Ein nettes „Geschenk“ des Borussen an seinen alten Kumpel. Und als Marco Reus acht Minuten später seelenruhig durch die Abwehr spazierte und den Ball flach rechts unten ins Tor schob, wurde es bis auf die Gesänge der rund 2500 Borussia-Fans früh still im kleinen Regensburger Rund.
Eine Ruhe, die nicht lange währen sollte. Dafür sorgte Borussia selbst. Denn die Abwehr überzeugte unter den Augen von Peter Hermann, Co-Trainer von Borussias nächstem Gegner Bayern München, nicht immer. Tony Jantschke ließ Michael Klauß laufen. Der wurde von Torhüter Marc-André ter Stegen etwas übermotiviert umgegrätscht – Elfmeter und 1:2 durch Tobias Schweinsteiger. Der große Sturmlauf des SSV Jahn blieb jedoch aus.

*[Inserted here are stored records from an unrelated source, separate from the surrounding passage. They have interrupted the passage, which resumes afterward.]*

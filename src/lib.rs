//! Decoder for Hasselblad 3FR raw files.
//!
//! The crate reads the TIFF container of a 3FR file, finds the strip with
//! the raw sensor data and decompresses it with the Hasselblad lossless
//! JPEG variant. Camera calibration comes from a catalog built into the
//! crate.
//!
//! ```rust,no_run
//! let image = threefr::decode_file("photo.3fr").unwrap();
//! println!("{}x{} {}", image.width, image.height, image.metadata.cfa);
//! for err in &image.errors {
//!   eprintln!("partially decoded: {}", err);
//! }
//! ```

#[macro_use] extern crate lazy_static;

use std::io::Read;
use std::path::Path;

#[doc(hidden)] pub mod decoders;
pub use crate::decoders::{Buffer, Camera, Decoder, DecompressOptions, RawError, RawHide, RawImage, RawMetadata};
pub use crate::decoders::{StripDecompressor, StripDescriptor, CFA};
pub use crate::decoders::cfa::{CFA_COLOR_B, CFA_COLOR_E, CFA_COLOR_G, CFA_COLOR_R};
pub use crate::decoders::ljpeg::HasselbladDecompressor;
pub use crate::decoders::tfr::TfrDecoder;

lazy_static! {
  static ref LOADER: RawHide = RawHide::new();
}

/// Decodes a file from disk with the built-in catalog
pub fn decode_file<P: AsRef<Path>>(path: P) -> Result<RawImage, RawError> {
  LOADER.decode_file(path)
}

/// Decodes a file from any reader with the built-in catalog
pub fn decode(reader: &mut dyn Read) -> Result<RawImage, RawError> {
  LOADER.decode(reader)
}

/// Like [`decode`] but panics are not caught
pub fn decode_unwrapped(reader: &mut dyn Read) -> Result<RawImage, RawError> {
  LOADER.decode_unwrapped(reader)
}

/// Reads identification and calibration data without decoding the pixels
pub fn decode_metadata(reader: &mut dyn Read) -> Result<RawMetadata, RawError> {
  LOADER.decode_metadata(reader)
}

/// Parses the built-in catalog now instead of on first use
pub fn force_initialization() {
  lazy_static::initialize(&LOADER);
}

Borussia glänzte zwar zu keinem Zeitpunkt, geriet aber auch nicht in Gefahr. Schongang. Und so machte Igor de Camargo in der 70. Minute den Deckel drauf, als er Keeper Hoffmann mit einem sehenswerten Heber überwand.
Für Borussias zweiten und letzten Auftritt im Jahnstadion ein schöner Schlusspunkt.